Problem 2. (20 points)
We have two types of scales to weigh coins.
(1) A balance scale. One coin can be put on one side and another on the other side and the scale will tell us whether the two sides weigh the same or which side weighs more (or less) by pointing out the lightest coin. Thus if we have two coins a, b on either side, a function LIGHTEST(a,b) returns the coin that is lighter (i.e. a or b) or −1 if both weigh the same.
(2) A triple side scale. Such a scale also accepts only one coin on each side and points to the side of the MEDIAN(a,b,c). That is if three coins a,b,c are placed one per side, and they are a < b < c, MEDIAN(a,b,c) will return b, i.e. the scale will point towards b. From now on we call a scale by its function: LIGHTEST and MEDIAN. We have n coins c1,...,cn all with different weights. (a) Give a short argument that one cannot use just the MEDIAN scale to distinguish between the lightest and heaviest of n > 1 coins; however the LIGHTEST scale can do so.
(b) If you know the lighest coin L (i.e. the index l such that cl = L), show how you can determine for two arbitrary coins a and b (other than L) which one is lighter by using only MEDIAN and not LIGHTEST. (c) For the n coins c1, . . . , cn use o(n lg n) calls to MEDIAN to determine the lightest and heaviest coins L and H. Your algorithm need only return the L and H; it does not need to clearly identify which of
the two is the lightest and which one is the heaviest.
Problem 3. (20 points)
You are given two Binary Search Trees T1, T2 with n1 and n2 keys respectively, where n = n1 + n2. Build a balanced binary search T of the n keys of T1,T2 in worst-case linear time. Prove your claims. (You may create an AVL or red-black tree, or just a regular binary search tree that is balanced.)
Problem 4. (20 points) √
Given two sequences of numbers X = ⟨x1,…,xn⟩ and Y = ⟨y1,…,yn⟩ he must find the m ≤
values of the sums xi + yj , 1 ≤ i, j ≤ n in SORTED ORDER (smallest to largest). One may assume that m ≤ √n but one must not assume that m is a constant. The proposed algorithm should have worst-case running time that is o(n lg n).
Example. If X = ⟨−2,−3,−1,0,100,290,300,4⟩ and Y = ⟨−200,−189,−18,−100,11,1,10,−7⟩ and m = 3 then the answer is ⟨301, 310, 311⟩. Note that 301 can result either as the sum of 290 + 11 or 300+1.

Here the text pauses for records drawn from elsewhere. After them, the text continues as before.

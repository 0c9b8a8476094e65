//! Time-windowed single-flight cache in front of the [`Aggregator`].
//!
//! The slot holds the most recent aggregation as a shared future. While it is
//! pending, every forced caller awaits that same future. Once it has resolved,
//! the result is served until it is older than the TTL; the first forced caller
//! after that starts the next aggregation, which everyone else then joins.
//! Unforced callers never wait on a refresh once any cycle has completed.

use std::sync::Arc;
use std::time::Duration;

use futures::future::{BoxFuture, FutureExt, Shared};
use tokio::sync::Mutex;
use tracing::debug;

use crate::aggregator::Aggregator;
use crate::precision::precision4;
use crate::summary::{Snapshot, Summary};

type PendingSnapshot = Shared<BoxFuture<'static, Arc<Snapshot>>>;

#[derive(Default)]
struct Slot {
    /// Latest aggregation, finished or not.
    pending: Option<PendingSnapshot>,
    /// Result of the aggregation `pending` replaced.
    last_completed: Option<Arc<Snapshot>>,
}

pub struct RefreshCache {
    aggregator: Arc<Aggregator>,
    ttl: Duration,
    slot: Mutex<Slot>,
}

impl RefreshCache {
    pub fn new(aggregator: Arc<Aggregator>, ttl: Duration) -> Self {
        Self {
            aggregator,
            ttl,
            slot: Mutex::new(Slot::default()),
        }
    }

    pub fn ttl(&self) -> Duration {
        self.ttl
    }

    /// Latest snapshot.
    ///
    /// With `force_refresh`, a snapshot older than the TTL is replaced by a new
    /// aggregation. Without it, whatever completed last is returned as is, even
    /// while a refresh is in flight, so the caller only ever waits for the very
    /// first cycle.
    pub async fn get(&self, force_refresh: bool) -> Arc<Snapshot> {
        let pending = {
            let mut slot = self.slot.lock().await;
            let Some(current) = slot.pending.clone() else {
                debug!("no summary yet; starting aggregation");
                let first = self.start(None);
                slot.pending = Some(first.clone());
                drop(slot);
                return first.await;
            };

            match current.peek().cloned() {
                Some(last) if !force_refresh || self.is_fresh(&last) => return last,
                Some(last) => {
                    debug!(ttl_secs = self.ttl.as_secs(), "summary is stale; refreshing");
                    let next = self.start(Some(Arc::clone(&last)));
                    slot.pending = Some(next.clone());
                    slot.last_completed = Some(last);
                    next
                }
                None => match (&slot.last_completed, force_refresh) {
                    (Some(last), false) => {
                        debug!("refresh in flight; serving last completed summary");
                        return Arc::clone(last);
                    }
                    _ => {
                        debug!("joining in-flight aggregation");
                        current
                    }
                },
            }
        };
        pending.await
    }

    fn is_fresh(&self, snapshot: &Snapshot) -> bool {
        let age_ms = self
            .aggregator
            .clock()
            .now_ms()
            .saturating_sub(snapshot.server_time());
        u128::from(age_ms) <= self.ttl.as_millis()
    }

    fn start(&self, prior: Option<Arc<Snapshot>>) -> PendingSnapshot {
        let aggregator = Arc::clone(&self.aggregator);
        async move {
            let snapshot = aggregator.aggregate().await;
            Arc::new(link_previous(snapshot, prior.as_deref()))
        }
        .boxed()
        .shared()
    }
}

/// Point a fresh summary at the prior one and derive the mempool throughput.
/// Nothing is linked when either side is an error.
fn link_previous(snapshot: Snapshot, prior: Option<&Snapshot>) -> Snapshot {
    match (snapshot, prior) {
        (Snapshot::Ready(mut summary), Some(Snapshot::Ready(prior))) => {
            let current = Arc::make_mut(&mut summary);
            current.mempool.ntx_per_second = throughput(prior, current);
            current.previous = Some(Arc::new(Summary {
                previous: None,
                ..Summary::clone(prior)
            }));
            Snapshot::Ready(summary)
        }
        (snapshot, _) => snapshot,
    }
}

/// Transactions added to mempool or chain per second between two summaries.
fn throughput(prior: &Summary, current: &Summary) -> Option<f64> {
    let elapsed_ms = current.server_time.checked_sub(prior.server_time)?;
    if elapsed_ms == 0 {
        return None;
    }
    let added = (current.mempool.ntx + current.ntx) as f64 - (prior.mempool.ntx + prior.ntx) as f64;
    Some(precision4(added / (elapsed_ms as f64 / 1000.0)))
}

#[cfg(test)]
mod tests {
    use super::*;
    use crate::aggregator::AggregatorConfig;
    use crate::clock::ManualClock;
    use crate::rpc::methods;
    use crate::rpc::mock::MockRpc;

    const TTL: Duration = Duration::from_secs(5);

    fn setup(rpc: MockRpc) -> (Arc<MockRpc>, Arc<ManualClock>, RefreshCache) {
        let rpc = Arc::new(rpc);
        let clock = Arc::new(ManualClock::new(1_700_000_000_000));
        let aggregator = Arc::new(Aggregator::new(
            rpc.clone(),
            clock.clone(),
            AggregatorConfig::default(),
        ));
        (rpc, clock, RefreshCache::new(aggregator, TTL))
    }

    fn summary(snapshot: &Snapshot) -> &Arc<Summary> {
        snapshot.summary().expect("snapshot must be a summary")
    }

    #[tokio::test]
    async fn concurrent_callers_share_one_cycle() {
        let (rpc, _clock, cache) = setup(
            MockRpc::builder()
                .with_latency(Duration::from_millis(20))
                .build(),
        );

        let (a, b) = tokio::join!(cache.get(true), cache.get(true));

        assert!(Arc::ptr_eq(&a, &b));
        assert_eq!(rpc.calls(methods::UPTIME), 1);
    }

    #[tokio::test]
    async fn fresh_result_is_reused_until_ttl_expires() {
        let (rpc, clock, cache) = setup(MockRpc::builder().build());

        let first = cache.get(true).await;
        clock.advance(TTL);
        let second = cache.get(true).await;
        assert!(Arc::ptr_eq(&first, &second));
        assert_eq!(rpc.calls(methods::UPTIME), 1);

        clock.advance(Duration::from_millis(1));
        let third = cache.get(true).await;
        assert!(!Arc::ptr_eq(&first, &third));
        assert_eq!(rpc.calls(methods::UPTIME), 2);

        let fourth = cache.get(true).await;
        assert!(Arc::ptr_eq(&third, &fourth));
        assert_eq!(rpc.calls(methods::UPTIME), 2);
    }

    #[tokio::test]
    async fn unforced_get_serves_stale_result() {
        let (rpc, clock, cache) = setup(MockRpc::builder().build());

        let first = cache.get(false).await;
        clock.advance(TTL * 10);
        let second = cache.get(false).await;

        assert!(Arc::ptr_eq(&first, &second));
        assert_eq!(rpc.calls(methods::UPTIME), 1);
    }

    #[tokio::test]
    async fn unforced_get_does_not_wait_for_in_flight_refresh() {
        let (rpc, clock, cache) = setup(
            MockRpc::builder()
                .with_latency(Duration::from_millis(300))
                .build(),
        );
        let cache = Arc::new(cache);

        let first = cache.get(true).await;
        clock.advance(TTL * 2);
        let refresh = tokio::spawn({
            let cache = Arc::clone(&cache);
            async move { cache.get(true).await }
        });
        tokio::time::sleep(Duration::from_millis(50)).await;

        let unforced = tokio::time::timeout(Duration::from_millis(100), cache.get(false))
            .await
            .expect("unforced get must not wait for the in-flight refresh");
        assert!(Arc::ptr_eq(&first, &unforced));

        let refreshed = refresh.await.expect("refresh task must not panic");
        assert!(!Arc::ptr_eq(&first, &refreshed));
        assert_eq!(rpc.calls(methods::UPTIME), 2);

        let latest = cache.get(false).await;
        assert!(Arc::ptr_eq(&refreshed, &latest));
    }

    #[tokio::test]
    async fn unforced_get_waits_for_the_first_cycle() {
        let (rpc, _clock, cache) = setup(
            MockRpc::builder()
                .with_latency(Duration::from_millis(20))
                .build(),
        );

        let (forced, unforced) = tokio::join!(cache.get(true), cache.get(false));

        assert!(Arc::ptr_eq(&forced, &unforced));
        assert_eq!(rpc.calls(methods::UPTIME), 1);
    }

    #[tokio::test]
    async fn throughput_is_derived_from_consecutive_summaries() {
        let (rpc, clock, cache) = setup(MockRpc::builder().build());

        let first = cache.get(true).await;
        assert_eq!(summary(&first).mempool.ntx_per_second, None);
        assert!(summary(&first).previous.is_none());

        rpc.set_mempool_size(130);
        rpc.set_tx_count(900_020);
        clock.advance(Duration::from_secs(10));
        let second = cache.get(true).await;

        let second = summary(&second);
        assert_eq!(second.mempool.ntx_per_second, Some(5.0));
        let previous = second.previous.as_ref().expect("previous must be linked");
        assert_eq!(previous.mempool.ntx, 100);
        assert_eq!(previous.ntx, 900_000);
    }

    #[tokio::test]
    async fn history_is_one_snapshot_deep() {
        let (_rpc, clock, cache) = setup(MockRpc::builder().build());

        cache.get(true).await;
        for _ in 0..2 {
            clock.advance(TTL * 2);
            cache.get(true).await;
        }
        let latest = cache.get(true).await;

        let previous = summary(&latest)
            .previous
            .as_ref()
            .expect("previous must be linked");
        assert!(previous.previous.is_none());
    }

    #[tokio::test]
    async fn error_snapshots_are_never_linked() {
        let (rpc, clock, cache) =
            setup(MockRpc::builder().with_failure(methods::GET_PEER_INFO).build());

        let failed = cache.get(true).await;
        let err = failed.error().expect("first cycle must fail");
        assert_eq!(err.method, methods::GET_PEER_INFO);

        // A failed snapshot is cached for the TTL like any other.
        rpc.set_failure(methods::GET_PEER_INFO, false);
        assert!(cache.get(true).await.is_err());

        clock.advance(TTL * 2);
        let recovered = cache.get(true).await;
        let recovered = summary(&recovered);
        assert!(recovered.previous.is_none());
        assert_eq!(recovered.mempool.ntx_per_second, None);

        rpc.set_failure(methods::GET_PEER_INFO, true);
        clock.advance(TTL * 2);
        assert!(cache.get(true).await.is_err());

        rpc.set_failure(methods::GET_PEER_INFO, false);
        clock.advance(TTL * 2);
        let after_error = cache.get(true).await;
        assert!(summary(&after_error).previous.is_none());
    }
}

The fifth problem is on the following page
n largest

Problem 5. (20 points)
We have a directed graph G = (V, E) enhanced with weight values on its edges i.e. G = (V, E, w). For an edge (i, j) ∈ E, the weight w(i, j) is a real number greater than 0 and less than 1.
For a given source vertex s we want to determine B(s, u) where B(s, u) is the maximum product-weight of any path from s to u. Thus we want to maximize 􏰃tj=1 w(vj−1,vj) for every path v0 = s,v1,…,vt−1,vt = u from s to every u other than s. Give an algorithm that solves this problem and analyze its worst-case running time.